● Work to complete
Each line of the records that holds "tags" should be shown in full.

((

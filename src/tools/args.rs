//! Argument types for the tools.
//!
//! # Security
//!
//! All argument types use `#[serde(deny_unknown_fields)]` so a misspelled or
//! injected parameter is rejected instead of silently ignored.

use crate::models::{FacetFilter, TimeRange};
use serde::Deserialize;

/// Arguments for `save_checkpoint`.
#[derive(Debug, Clone, Deserialize)]
#[serde(deny_unknown_fields)]
pub struct SaveCheckpointArgs {
    /// Annotated text to save.
    pub content: String,
    /// Extra tags.
    pub tags: Option<Vec<String>>,
    /// Run the anchor detector (default true).
    pub extract_anchors: Option<bool>,
    /// Derive a summary (default true).
    pub generate_summary: Option<bool>,
}

/// Arguments for `load_context`.
#[derive(Debug, Clone, Default, Deserialize)]
#[serde(deny_unknown_fields)]
pub struct LoadContextArgs {
    /// Free-text query.
    pub query: Option<String>,
    /// Inclusive time window, RFC 3339 timestamps.
    pub time_range: Option<TimeRange>,
    /// Context values; any of them matches.
    pub contexts: Option<Vec<String>>,
    /// Simple state values; any of them matches.
    pub states: Option<Vec<String>>,
    /// Anchor type names (`decision`, `blocker`, ...).
    pub anchor_types: Option<Vec<String>>,
    /// Classification facet filter.
    pub facets: Option<FacetFilter>,
    /// Word budget.
    pub max_tokens: Option<usize>,
    /// Omit entry bodies.
    pub anchors_only: Option<bool>,
}

/// Arguments for `get_anchors`.
#[derive(Debug, Clone, Default, Deserialize)]
#[serde(deny_unknown_fields)]
pub struct GetAnchorsArgs {
    /// Anchor type name.
    #[serde(rename = "type")]
    pub anchor_type: Option<String>,
    /// Only open questions (`true`) or everything else (`false`).
    pub unresolved: Option<bool>,
    /// Maximum anchors returned.
    pub limit: Option<usize>,
}

/// Arguments for `parse_markers`.
#[derive(Debug, Clone, Deserialize)]
#[serde(deny_unknown_fields)]
pub struct ParseMarkersArgs {
    /// Text to parse.
    pub text: String,
}
//! Error types for stackward-sync.

use std::path::PathBuf;

use thiserror::Error;

use stackward_core::{ScanError, StackRef};
use stackward_remote::RemoteError;

/// Failure of a single `(node, stack)` reconciliation. Never fatal to a batch.
#[derive(Debug, Error)]
pub enum ReconcileError {
    #[error("failed to read '{}' for {stack}: {source}", path.display())]
    ReadDefinition {
        stack: StackRef,
        path: PathBuf,
        #[source]
        source: std::io::Error,
    },

    #[error("failed to {action} {stack}: {source}")]
    Remote {
        stack: StackRef,
        action: &'static str,
        #[source]
        source: RemoteError,
    },

    #[error("reconcile worker for {stack} did not complete: {message}")]
    Worker { stack: StackRef, message: String },
}

impl ReconcileError {
    pub fn stack(&self) -> &StackRef {
        match self {
            ReconcileError::ReadDefinition { stack, .. }
            | ReconcileError::Remote { stack, .. }
            | ReconcileError::Worker { stack, .. } => stack,
        }
    }
}

/// Failures that abort a whole pass.
#[derive(Debug, Error)]
pub enum SyncError {
    /// Fetching targets or units failed; nothing can be reconciled.
    #[error("failed to fetch remote inventory: {0}")]
    Inventory(#[from] RemoteError),

    /// The stack root itself could not be listed.
    #[error(transparent)]
    Scan(#[from] ScanError),

    #[error("{task} task join failure: {message}")]
    Join { task: &'static str, message: String },
}
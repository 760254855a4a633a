//! Runtime configuration.
//!
//! Values come from three layers, highest priority first: command-line flags,
//! an optional YAML file, and the defaults below. [`ConfigFile`] models both
//! the file and the flag layer since every field is optional there.

use std::ffi::OsString;
use std::fs;
use std::path::{Path, PathBuf, MAIN_SEPARATOR};
use std::time::Duration;

use serde::{Deserialize, Serialize};

use crate::error::ConfigError;

pub const DEFAULT_STACKS_DIR: &str = "./stacks/";
pub const DEFAULT_STACK_FILE: &str = "docker-compose.yml";

/// Client-wide bound on every remote call.
pub const REMOTE_TIMEOUT: Duration = Duration::from_secs(120);

/// How often the fan-out reports `done/total`.
pub const PROGRESS_INTERVAL: Duration = Duration::from_secs(5);

/// Output format for log lines.
#[derive(Debug, Clone, Copy, PartialEq, Eq, Default, Serialize, Deserialize)]
#[serde(rename_all = "lowercase")]
pub enum LogFormat {
    #[default]
    Text,
    Json,
}

/// A partial configuration layer.
#[derive(Debug, Clone, Default, PartialEq, Eq, Serialize, Deserialize)]
#[serde(rename_all = "kebab-case", deny_unknown_fields)]
pub struct ConfigFile {
    pub api_address: Option<String>,
    pub api_key: Option<String>,
    pub stacks_dir: Option<PathBuf>,
    pub stack_file: Option<String>,
    pub watch: Option<bool>,
    pub dry_run: Option<bool>,
    pub log_format: Option<LogFormat>,
}

impl ConfigFile {
    /// Load a YAML config file.
    pub fn load(path: &Path) -> Result<Self, ConfigError> {
        let raw = fs::read_to_string(path).map_err(|source| ConfigError::Io {
            path: path.to_path_buf(),
            source,
        })?;
        serde_yaml::from_str(&raw).map_err(|source| ConfigError::Parse {
            path: path.to_path_buf(),
            source,
        })
    }

    /// Overlay `other` on top of `self`; set fields in `other` win.
    pub fn merge(self, other: ConfigFile) -> ConfigFile {
        ConfigFile {
            api_address: other.api_address.or(self.api_address),
            api_key: other.api_key.or(self.api_key),
            stacks_dir: other.stacks_dir.or(self.stacks_dir),
            stack_file: other.stack_file.or(self.stack_file),
            watch: other.watch.or(self.watch),
            dry_run: other.dry_run.or(self.dry_run),
            log_format: other.log_format.or(self.log_format),
        }
    }

    /// Apply defaults and validate required settings.
    pub fn resolve(self) -> Result<Config, ConfigError> {
        let api_address = non_empty(self.api_address, "api-address")?
            .trim_end_matches('/')
            .to_string();
        let api_key = non_empty(self.api_key, "api-key")?;
        let stacks_dir = with_trailing_separator(
            self.stacks_dir
                .unwrap_or_else(|| PathBuf::from(DEFAULT_STACKS_DIR)),
        );

        Ok(Config {
            api_address,
            api_key,
            stacks_dir,
            stack_file: self
                .stack_file
                .filter(|f| !f.trim().is_empty())
                .unwrap_or_else(|| DEFAULT_STACK_FILE.to_string()),
            watch: self.watch.unwrap_or(false),
            dry_run: self.dry_run.unwrap_or(false),
            log_format: self.log_format.unwrap_or_default(),
        })
    }
}

/// Fully resolved configuration.
#[derive(Debug, Clone, PartialEq, Eq)]
pub struct Config {
    /// Base address of the remote API, without a trailing slash.
    pub api_address: String,
    pub api_key: String,
    /// Root of the `<node>/<stack>/<file>` tree, always ending in a separator.
    pub stacks_dir: PathBuf,
    /// File name of the definition inside each stack directory.
    pub stack_file: String,
    pub watch: bool,
    pub dry_run: bool,
    pub log_format: LogFormat,
}

fn non_empty(value: Option<String>, flag: &'static str) -> Result<String, ConfigError> {
    match value {
        Some(v) if !v.trim().is_empty() => Ok(v),
        _ => Err(ConfigError::Missing { flag }),
    }
}

fn with_trailing_separator(path: PathBuf) -> PathBuf {
    let raw = path.as_os_str().to_string_lossy();
    if raw.ends_with('/') || raw.ends_with(MAIN_SEPARATOR) {
        return path;
    }
    let mut os: OsString = path.into_os_string();
    os.push(MAIN_SEPARATOR.to_string());
    PathBuf::from(os)
}
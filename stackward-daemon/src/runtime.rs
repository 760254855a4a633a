use std::sync::Arc;

use tokio::sync::broadcast;

use stackward_core::{Config, LogFormat, StackLayout};
use stackward_remote::{HttpRemote, RemoteApi};
use stackward_sync::{reconcile_all, FanoutSummary, Outcome, Reconciler, RemoteInventory};

use crate::error::{io_err, join_err, DaemonError};
use crate::watcher::watch_stacks;

/// Build a runtime, run one full pass and, in watch mode, keep watching.
pub fn start_blocking(config: Config) -> Result<FanoutSummary, DaemonError> {
    init_tracing(config.log_format);
    let runtime = tokio::runtime::Builder::new_multi_thread()
        .enable_all()
        .build()
        .map_err(|e| io_err("tokio-runtime", e))?;
    let remote: Arc<dyn RemoteApi> =
        Arc::new(HttpRemote::new(&config.api_address, &config.api_key));
    runtime.block_on(run(config, remote))
}

/// Fetch the remote inventory, reconcile every pair, then watch if enabled.
///
/// Inventory and root-listing failures are fatal. Per-stack failures are
/// logged inside the pass and reflected only in the returned summary.
pub async fn run(config: Config, remote: Arc<dyn RemoteApi>) -> Result<FanoutSummary, DaemonError> {
    let fetched = {
        let remote = remote.clone();
        tokio::task::spawn_blocking(move || RemoteInventory::fetch(&*remote))
            .await
            .map_err(|err| join_err("inventory", err))??
    };

    let layout = StackLayout::new(config.stacks_dir.clone(), config.stack_file.clone());
    let reconciler = Arc::new(
        Reconciler::new(remote, fetched.targets, Arc::new(fetched.units), layout)
            .with_dry_run(config.dry_run),
    );

    let summary = reconcile_all(reconciler.clone()).await?;
    log_summary(&summary, config.dry_run);

    if config.watch {
        let (shutdown_tx, shutdown_rx) = broadcast::channel::<()>(4);
        let signal_handle = tokio::spawn(forward_shutdown_signal(shutdown_tx));
        let result = watch_stacks(reconciler, shutdown_rx).await;
        signal_handle.abort();
        result?;
    }

    Ok(summary)
}

fn log_summary(summary: &FanoutSummary, dry_run: bool) {
    tracing::info!(
        dry_run,
        created = summary.count(Outcome::Created),
        updated = summary.count(Outcome::Updated),
        unchanged = summary.count(Outcome::Unchanged),
        unknown_target = summary.count(Outcome::UnknownTarget),
        pending = summary.count(Outcome::Pending),
        would_create = summary.count(Outcome::WouldCreate),
        would_update = summary.count(Outcome::WouldUpdate),
        failed = summary.failed.len(),
        duration_ms = summary.duration.as_millis() as u64,
        "reconcile pass summary",
    );
    for stack in &summary.failed {
        tracing::warn!(node = %stack.node, stack = %stack.stack, "stack not reconciled this pass");
    }
}

async fn forward_shutdown_signal(shutdown: broadcast::Sender<()>) {
    match wait_for_signal().await {
        Ok(name) => tracing::info!(signal = name, "shutting down watcher"),
        Err(err) => tracing::error!(error = %err, "signal handler failed, shutting down"),
    }
    let _ = shutdown.send(());
}

#[cfg(unix)]
async fn wait_for_signal() -> std::io::Result<&'static str> {
    use tokio::signal::unix::{signal, SignalKind};

    let mut terminate = signal(SignalKind::terminate())?;
    tokio::select! {
        result = tokio::signal::ctrl_c() => result.map(|()| "ctrl-c"),
        _ = terminate.recv() => Ok("terminate"),
    }
}

#[cfg(not(unix))]
async fn wait_for_signal() -> std::io::Result<&'static str> {
    tokio::signal::ctrl_c().await.map(|()| "ctrl-c")
}

fn init_tracing(format: LogFormat) {
    use tracing_subscriber::{fmt, EnvFilter};

    let filter = EnvFilter::try_from_default_env().unwrap_or_else(|_| EnvFilter::new("info"));
    let builder = fmt().with_env_filter(filter).with_target(false);
    let _ = match format {
        LogFormat::Text => builder.try_init(),
        LogFormat::Json => builder.json().try_init(),
    };
}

))

● Result of this task
    /// Extra tags.
    pub tags: Option<Vec<String>>,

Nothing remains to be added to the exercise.